Removing Ref from XML Schema
I have a large XML Schema (18,500+ Lines) that I am trying to import into Oracle's XML DB, and I am running into the problem that there are about 10,000 refs declared in the schema. The problem with Refs is that XML DB does not know what these columns are pointing at, so instead of making them columns in the table based on their datatype they make a new table using a large object as the only column. This means that if I run the schema as is, I will get some 200 tables just for the structure of the schema, then an extra 10,000 tables to accomidate all of the refs, some of which are pointing at a simple Boolean datatype. Is there some tool out there, or does anyone have any suggestions on the easiest way to convert refs in an XML Schema to types? I really dont care how it does it, as long as it gets rid of the refs.
Thank you,
Tim
# 1 Re: Removing Ref from XML Schema
It is possible, (although not simple) to convert many of the refs to elements using xslt. A few ideas:
I'm assuming you have something like
<xsd:element ref="gender" minOccurs="0"/>
and then elsewhere, it's defined as
<xsd:element name="gender" type="genderType"/>
and
<xsd:simpleType name="genderType" type="xsd:string"/>
For each type, you could recursively search for it's definition. If you found that it reduces to one of the basetypes, you coule replace the type attribute eg. xsd:string, xsd:date, etc..
eg.
<xsl:template match="xsd:element">
<xsl:choose>
<xsl:when test="@type">
test if it's a simple type,
otherwise find the node or type and copy it's definition here instead.
</xsl:when>
<xsl:otherwise>
<xsl:element name="{name()}">
<xsl:copy-of select="@*"/>
<xsl:apply-templates />
</xsl:element>
</xsl:otherwise>
</xsl:template>
Dangers with this method, would have to check for circular references.
You could import other definitions by using the document function. Eg. search for the <xsd:import> elements at the beginning of a document, and then import them using the document function.
sample xslt in the main template (context is xsl:schema root):
<xsl:variable name="imports">
<xsl:for-each "xsd:import">
<import>
<xsl:copy-of select="document(@schemaLocation)"/>
</import>
</xsl:for-each>
</xsl:variable>
Would really need more information. namespaces, structure, etc. to help. It is not a simple task.
# 2 Re: Removing Ref from XML Schema
Youre on fire. 8)
As you might have guessed this was the first post for the problem you answered in the other thread. I posted it on 3 different forums and I got 1 response by noon yesterday which was pretty much, "Use XSLT".

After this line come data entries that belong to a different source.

//! Geometry kernel: points, vectors, segments, polylines and polygon meshes.

mod core;
mod curve;
mod mesh;

pub use core::{BBox, Point3, Tolerance, Vec3};
pub use curve::{CurveError, Line3, Polyline3};
pub use mesh::{Mesh, MeshClosestPoint, MeshError, MeshFace, Triangle3};
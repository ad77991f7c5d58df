//! Accumulated growth of one crawl component and its run lifecycle.

use crate::geom::Line3;

use super::engine::{GrowthTarget, grow_segment, seed_segment};
use super::error::DlaError;
use super::params::SimulationParameters;

/// Lifecycle of a run.
#[derive(Debug, Clone, Copy, PartialEq, Eq, Default)]
pub enum Phase {
    #[default]
    Idle,
    Running,
    /// Step budget used up; the next run starts over.
    Exhausted,
}

/// What a call to [`GrowthState::step`] did.
#[derive(Debug, Clone, Copy, PartialEq)]
pub enum StepOutcome {
    /// Not running; nothing changed.
    Skipped,
    /// One segment was appended.
    Grown(Line3),
    /// Budget already used up; the run is now exhausted.
    Exhausted,
}

#[derive(Debug, Clone, Default)]
pub struct GrowthState {
    segments: Vec<Line3>,
    step_count: usize,
    needs_reset: bool,
    phase: Phase,
}

impl GrowthState {
    #[must_use]
    pub fn new() -> Self {
        Self::default()
    }

    #[must_use]
    pub fn segments(&self) -> &[Line3] {
        &self.segments
    }

    #[must_use]
    pub fn step_count(&self) -> usize {
        self.step_count
    }

    #[must_use]
    pub fn needs_reset(&self) -> bool {
        self.needs_reset
    }

    #[must_use]
    pub fn phase(&self) -> Phase {
        self.phase
    }

    #[must_use]
    pub fn is_running(&self) -> bool {
        self.phase == Phase::Running
    }

    /// Run signal went high. Data is left alone until the first step.
    pub fn start(&mut self) {
        self.phase = Phase::Running;
    }

    /// Run signal went low. Keeps the grown segments; an exhausted run still
    /// starts over on the next `start`.
    pub fn stop(&mut self) {
        self.phase = Phase::Idle;
    }

    /// Drop all grown segments and return to idle.
    pub fn reset(&mut self) {
        self.segments.clear();
        self.step_count = 0;
        self.needs_reset = false;
        self.phase = Phase::Idle;
    }

    /// Grow one segment.
    ///
    /// The first step of a run also lays down the seed segment. On error the
    /// state is left exactly as it was.
    pub fn step(
        &mut self,
        params: &SimulationParameters,
        target: &GrowthTarget,
    ) -> Result<StepOutcome, DlaError> {
        if self.phase != Phase::Running {
            return Ok(StepOutcome::Skipped);
        }

        // a pending reset only takes effect once the step succeeds
        let (step_count, existing): (usize, &[Line3]) = if self.needs_reset {
            (0, &[])
        } else {
            (self.step_count, &self.segments)
        };

        if step_count as u64 >= params.max_steps {
            self.exhaust();
            return Ok(StepOutcome::Exhausted);
        }

        let step_index = step_count as u64;
        let seed = existing.is_empty().then(|| seed_segment(target.start()));
        let grown = match seed {
            Some(seed) => grow_segment(&[seed], target, params, step_index)?,
            None => grow_segment(existing, target, params, step_index)?,
        };

        if self.needs_reset {
            self.segments.clear();
            self.needs_reset = false;
        }
        self.segments.extend(seed);
        self.segments.push(grown);
        self.step_count = step_count + 1;
        log::debug!("grew segment {} of {}", self.step_count, params.max_steps);

        if self.step_count as u64 >= params.max_steps {
            self.exhaust();
        }
        Ok(StepOutcome::Grown(grown))
    }

    /// Short label for the host UI.
    #[must_use]
    pub fn status_message(&self) -> String {
        if self.phase == Phase::Idle && self.segments.is_empty() {
            "Stopped.".to_owned()
        } else {
            format!("Step: {}", self.step_count)
        }
    }

    fn exhaust(&mut self) {
        self.phase = Phase::Exhausted;
        self.needs_reset = true;
    }
}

Looks like you hit it on the nose, and I think the other stuff you gave me should be enough to make it work. The one thing that makes it easier is that I dont care about getting to the base type to insert into the original type. In otherwords, the:
<xsl:element ref="gender" minOccurs="0"/>
tag could be simply replaced with:
<xsl:element name="gender" type="genderType" minOccurs="0"/>
and I would not have to touch either of the other tags. That seems to be the best way to go, as the global tags are often referenced by multiple sources, so modifying them when we were done converting would affect all other areas that point there.
Fortunately, there are no imports in the schema I am using, it is all local to the schema, so I dont have to worry about pulling in external data. Thank you for bringing it up, though, I hadnt even thought about that, and its nice to have the code to do that if it ever comes up.
Again, thanks for the responses, it should make this much easier.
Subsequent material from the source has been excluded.